This is the development that never ends / it goes on and on, my friend.
It looks like an interesting game based on videos of it.
I looked it up on WIKI and there doesn’t appear to be any reason for the delays despite a pledged amount that greatly exceeded what it would cost to produce it in a timely manner. There are are a lot of people asking for their money back.
I believe the reason is simple enough. They want a game that uses the most modern tech, which takes time, by then the tech has been superseded. A perpetual loop of promising more and more and more.
It’s even simpler: they’re making more money now than they will if and when they finish the game. They have no incentive to actually produce anything.
And they’re chasing all the most modern tech, even when it’s completely irrelevant. There’s no reason that you need tears on people’s faces to be accurate to within a tenth of a millimeter, for a space exploration game. And yet, they put that at a higher priority than the ability to actually BUY things in a shop.
Well, that and this is just what happens when a project has no limitations on time or resources.
Their “biggest update yet!” has apparently stirred enough interest to crash the servers.
A pretty good article that summarizes the history and increasingly-awkward stage the product is below. A sample:
But don’t worry, the ability for multiple people to sign in at once is a feature that they’re planning on adding any time now.
Apparently the video gaming journalism world is STILL licking the boots of developers. This article is just appalling in its refusal to tell the truth or call out what’s happening, and in the way it’s massaging the facts to make this fiasco seem okay. I loved this line:
“Unfortunately, the Star Citizen servers were not up for the high volume of interest in the update from many of the 4.4 million backers who have funded the game so far.”
“Many” is doing some heeeeeavy lifting there. Does anyone really believe the number of people who tried to log on was a significant portion of four million? Here’s a much likelier scenario; it was a REALLY small percentage of that because only hard core, deluded whales are holding out hope. 100,000 users is a very high estimate. RSI’s servers failed because they’re used to a tenth that many people trying it at peak times, and they long ago stopped improving server capacity.
Increasing server capacity costs money, and RSI is in the business of taking money, not spending it.
I was just thinking the same thing…
I agree, but it takes a brave publisher with deep pockets to take on an organisation that probably has the money to sue for anything that might come close to libel.
Won’t a libel suit require the plaintiff to disclose information? I’m not sure RSI wants the public to know about their work, or lack thereof.
Is it? It’s pretty tongue-in-cheek. The caption on the image they chose to use says, “This image is from a Star Citizen trailer that’s now over a decade old!”
Also stuff like:
Well, after rolling out a new development roadmap back in 2020 (no, that’s not a typo), RSI scaled back the specificity of its feature release date targets last year.

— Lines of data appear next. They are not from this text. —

//! Error types for the reactive system.
//!
//! Errors surface to whoever triggered the work: construction errors to the
//! caller registering an effect, and callback failures to the caller of the
//! `set()` that started the propagation pass.

use thiserror::Error;

use crate::reactive::{CellId, SlotKey};

/// Boxed error produced by user callbacks.
pub type BoxError = Box<dyn std::error::Error + Send + Sync + 'static>;

/// Result alias used throughout the crate.
pub type Result<T, E = ReactiveError> = std::result::Result<T, E>;

/// Everything that can go wrong inside the reactive core.
#[derive(Debug, Error)]
pub enum ReactiveError {
    /// A dependency list entry cannot be wired into the registering runtime.
    #[error("dependency #{position} is not a valid dependency (got {type_name})", position = .index + 1)]
    InvalidDependency {
        /// Zero-based index into the dependency list.
        index: usize,
        /// Type name of the offending entry.
        type_name: &'static str,
    },

    /// A `set()` was entered deeper than the configured propagation limit.
    #[error("reentrant mutation of {cell} at propagation depth {depth} (limit {limit})")]
    ReentrantMutation {
        /// The cell whose `set()` was refused.
        cell: CellId,
        /// Depth at which the mutation was attempted.
        depth: usize,
        /// The configured maximum depth.
        limit: usize,
    },

    /// A named slot was requested with a different value type than it holds.
    #[error("slot {key} holds {found}, requested as {expected}")]
    SlotTypeMismatch {
        /// Identity of the slot.
        key: SlotKey,
        /// The type the caller asked for.
        expected: &'static str,
        /// The type stored on first creation.
        found: &'static str,
    },

    /// A user callback (effect, hook or trigger action) failed.
    #[error("callback failed: {0}")]
    Callback(#[source] BoxError),

    /// Runtime configuration could not be parsed.
    #[error("invalid runtime configuration: {0}")]
    Config(#[from] serde_json::Error),
}

impl ReactiveError {
    /// Wrap an arbitrary error raised by user code.
    pub fn callback(err: impl Into<BoxError>) -> Self {
        Self::Callback(err.into())
    }
}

I don’t think they’re trying to polish any turds, and they’re definitely not trying to appeal to their particular audience. The community comments for the article are firmly negative about the game.
I’m okay with articles getting snarky about Scam Citizen.
The most interesting part of that article is the quote from Star Citizen Number One, at the end:
Is this Roberts finally, obliquely, admitting that RSI is never going to release a finished version of Star Citizen?
“Finally” is not how I’d describe 2015. It sounds like he’s accurately describing this hot mess of a lifestyle.
If I ever teach a course about the sunken cost fallacy, Star Citizen is going to be a phenomenal example.
For perspective, this thread was started in 2015, and the game was already a joke for being probably vaporware.
But sure, it’s evidence that he’s never had any particular intention of releasing an actual game. He’s always known that the business model would be exchanging dreams for dollars.
The cost keeps sinking, sinking, sinking into the future.